PROBLEM TO SOLVE>
Once the line containing "pub struct UserInfo" is found in the records below, return it and each following line exactly, up to and including the line containing "credentials to this", and nothing else.

DATA FOR THIS EXERCISE>

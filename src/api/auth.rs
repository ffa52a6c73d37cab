//! Authentication endpoints

use axum::{
    extract::{Query, State},
    Json,
};
use serde::{Deserialize, Serialize};
use utoipa::ToSchema;

use crate::{
    error::AppResult,
    models::user::Permissions,
};

use super::AuthenticatedUser;

/// Login request
#[derive(Deserialize, ToSchema)]
pub struct LoginRequest {
    pub login: String,
    pub password: String,
}

/// Login response with bearer token
#[derive(Serialize, ToSchema)]
pub struct LoginResponse {
    pub token: String,
    pub token_type: String,
    pub user: UserInfo,
}

/// Authenticated user info
#[derive(Serialize, ToSchema)]
pub struct UserInfo {
    pub id: i32,
    pub login: String,
    pub firstname: Option<String>,
    pub lastname: Option<String>,
    pub permissions: Permissions,
}

/// Query parameters on the login form route
#[derive(Deserialize, ToSchema)]
pub struct LoginFormQuery {
    /// Path the client came from; echoed back so it can resume there
    pub next: Option<String>,
}

/// Login form data for clients that landed here via a redirect
#[derive(Serialize, ToSchema)]
pub struct LoginFormResponse {
    pub message: String,
    pub next: Option<String>,
}

/// Login form endpoint. Anonymous requests to gated routes are
/// redirected here with a `next` parameter.
#[utoipa::path(
    get,
    path = "/auth/login",
    tag = "auth",
    params(
        ("next" = Option<String>, Query, description = "Path to resume after login")
    ),
    responses(
        (status = 200, description = "Login instructions", body = LoginFormResponse)
    )
)]
pub async fn login_form(Query(query): Query<LoginFormQuery>) -> Json<LoginFormResponse> {
    Json(LoginFormResponse {
        message: "POST credentials to this route to obtain a token".to_string(),
        next: query.next,
    })
}

/// Authenticate and obtain a bearer token
#[utoipa::path(
    post,
    path = "/auth/login",
    tag = "auth",
    request_body = LoginRequest,
    responses(
        (status = 200, description = "Authenticated", body = LoginResponse),
        (status = 401, description = "Invalid credentials")
    )
)]
pub async fn login(
    State(state): State<crate::AppState>,
    Json(request): Json<LoginRequest>,
) -> AppResult<Json<LoginResponse>> {
    let (token, user) = state
        .services
        .auth
        .authenticate(&request.login, &request.password)
        .await?;

    Ok(Json(LoginResponse {
        token,
        token_type: "Bearer".to_string(),
        user: UserInfo {
            id: user.id,
            login: user.login.clone(),
            firstname: user.firstname.clone(),
            lastname: user.lastname.clone(),
            permissions: user.permissions(),
        },
    }))
}

/// Get the authenticated identity
#[utoipa::path(
    get,
    path = "/auth/me",
    tag = "auth",
    security(("bearer_auth" = [])),
    responses(
        (status = 200, description = "Current user", body = UserInfo),
        (status = 303, description = "Not authenticated, redirected to login")
    )
)]
pub async fn me(
    State(state): State<crate::AppState>,
    AuthenticatedUser(claims): AuthenticatedUser,
) -> AppResult<Json<UserInfo>> {
    let user = state.services.auth.get_user(claims.user_id).await?;

    Ok(Json(UserInfo {
        id: user.id,
        login: user.login.clone(),
        firstname: user.firstname.clone(),
        lastname: user.lastname.clone(),
        permissions: user.permissions(),
    }))
}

ANSWER FOR THIS EXERCISE>
pub struct UserInfo {
    pub id: i32,
    pub login: String,
    pub firstname: Option<String>,
    pub lastname: Option<String>,
    pub permissions: Permissions,
}

/// Query parameters on the login form route
#[derive(Deserialize, ToSchema)]
pub struct LoginFormQuery {
    /// Path the client came from; echoed back so it can resume there
    pub next: Option<String>,
}

/// Login form data for clients that landed here via a redirect
#[derive(Serialize, ToSchema)]
pub struct LoginFormResponse {
    pub message: String,
    pub next: Option<String>,
}

/// Login form endpoint. Anonymous requests to gated routes are
/// redirected here with a `next` parameter.
#[utoipa::path(
    get,
    path = "/auth/login",
    tag = "auth",
    params(
        ("next" = Option<String>, Query, description = "Path to resume after login")
    ),
    responses(
        (status = 200, description = "Login instructions", body = LoginFormResponse)
    )
)]
pub async fn login_form(Query(query): Query<LoginFormQuery>) -> Json<LoginFormResponse> {
    Json(LoginFormResponse {
        message: "POST credentials to this route to obtain a token".to_string(),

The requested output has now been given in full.